Stored items
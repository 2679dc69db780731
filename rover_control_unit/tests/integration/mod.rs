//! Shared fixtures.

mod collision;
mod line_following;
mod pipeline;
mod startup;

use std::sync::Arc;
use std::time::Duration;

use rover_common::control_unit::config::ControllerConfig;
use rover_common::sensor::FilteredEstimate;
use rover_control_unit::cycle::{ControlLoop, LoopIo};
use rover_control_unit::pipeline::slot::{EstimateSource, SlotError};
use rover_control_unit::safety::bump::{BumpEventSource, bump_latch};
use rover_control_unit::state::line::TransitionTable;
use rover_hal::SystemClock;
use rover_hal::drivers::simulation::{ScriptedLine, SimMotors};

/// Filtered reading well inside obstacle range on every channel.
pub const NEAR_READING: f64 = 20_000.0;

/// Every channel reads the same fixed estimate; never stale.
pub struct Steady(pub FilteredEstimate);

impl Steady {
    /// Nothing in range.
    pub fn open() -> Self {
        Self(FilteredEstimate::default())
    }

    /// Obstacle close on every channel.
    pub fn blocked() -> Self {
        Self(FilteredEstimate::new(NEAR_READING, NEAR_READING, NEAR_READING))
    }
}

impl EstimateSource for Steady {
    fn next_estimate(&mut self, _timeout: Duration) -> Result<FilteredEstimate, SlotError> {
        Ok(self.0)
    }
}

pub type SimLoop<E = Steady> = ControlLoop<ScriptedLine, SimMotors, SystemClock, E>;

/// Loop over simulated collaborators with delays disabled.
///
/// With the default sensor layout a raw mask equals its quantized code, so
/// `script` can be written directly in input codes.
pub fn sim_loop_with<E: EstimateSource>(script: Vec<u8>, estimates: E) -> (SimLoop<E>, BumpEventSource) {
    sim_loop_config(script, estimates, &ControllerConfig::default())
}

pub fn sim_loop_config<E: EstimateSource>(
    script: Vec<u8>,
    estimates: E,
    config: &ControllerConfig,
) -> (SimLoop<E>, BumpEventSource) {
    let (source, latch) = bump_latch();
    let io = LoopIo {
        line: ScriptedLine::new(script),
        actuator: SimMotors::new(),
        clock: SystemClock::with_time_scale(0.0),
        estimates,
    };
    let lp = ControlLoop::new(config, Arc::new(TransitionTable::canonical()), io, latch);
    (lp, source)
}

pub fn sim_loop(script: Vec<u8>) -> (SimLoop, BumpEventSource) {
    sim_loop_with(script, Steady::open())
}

→ **Your task**
Copy out the records shown above, every one, exactly.

→ **Output**
repository 2679dc69db780731
filename rover_control_unit/tests/integration/mod.rs
//! Shared fixtures.

mod collision;
mod line_following;
mod pipeline;
mod startup;

use std::sync::Arc;
use std::time::Duration;

use rover_common::control_unit::config::ControllerConfig;
use rover_common::sensor::FilteredEstimate;
use rover_control_unit::cycle::{ControlLoop, LoopIo};
use rover_control_unit::pipeline::slot::{EstimateSource, SlotError};
use rover_control_unit::safety::bump::{BumpEventSource, bump_latch};
use rover_control_unit::state::line::TransitionTable;
use rover_hal::SystemClock;
use rover_hal::drivers::simulation::{ScriptedLine, SimMotors};

/// Filtered reading well inside obstacle range on every channel.
pub const NEAR_READING: f64 = 20_000.0;

/// Every channel reads the same fixed estimate; never stale.
pub struct Steady(pub FilteredEstimate);

impl Steady {
    /// Nothing in range.
    pub fn open() -> Self {
        Self(FilteredEstimate::default())
    }

    /// Obstacle close on every channel.
    pub fn blocked() -> Self {
        Self(FilteredEstimate::new(NEAR_READING, NEAR_READING, NEAR_READING))
    }
}

impl EstimateSource for Steady {
    fn next_estimate(&mut self, _timeout: Duration) -> Result<FilteredEstimate, SlotError> {
        Ok(self.0)
    }
}

pub type SimLoop<E = Steady> = ControlLoop<ScriptedLine, SimMotors, SystemClock, E>;

/// Loop over simulated collaborators with delays disabled.
///
/// With the default sensor layout a raw mask equals its quantized code, so
/// `script` can be written directly in input codes.
pub fn sim_loop_with<E: EstimateSource>(script: Vec<u8>, estimates: E) -> (SimLoop<E>, BumpEventSource) {
    sim_loop_config(script, estimates, &ControllerConfig::default())
}

pub fn sim_loop_config<E: EstimateSource>(
    script: Vec<u8>,
    estimates: E,
    config: &ControllerConfig,
) -> (SimLoop<E>, BumpEventSource) {
    let (source, latch) = bump_latch();
    let io = LoopIo {
        line: ScriptedLine::new(script),
        actuator: SimMotors::new(),
        clock: SystemClock::with_time_scale(0.0),
        estimates,
    };
    let lp = ControlLoop::new(config, Arc::new(TransitionTable::canonical()), io, latch);
    (lp, source)
}

pub fn sim_loop(script: Vec<u8>) -> (SimLoop, BumpEventSource) {
    sim_loop_with(script, Steady::open())
}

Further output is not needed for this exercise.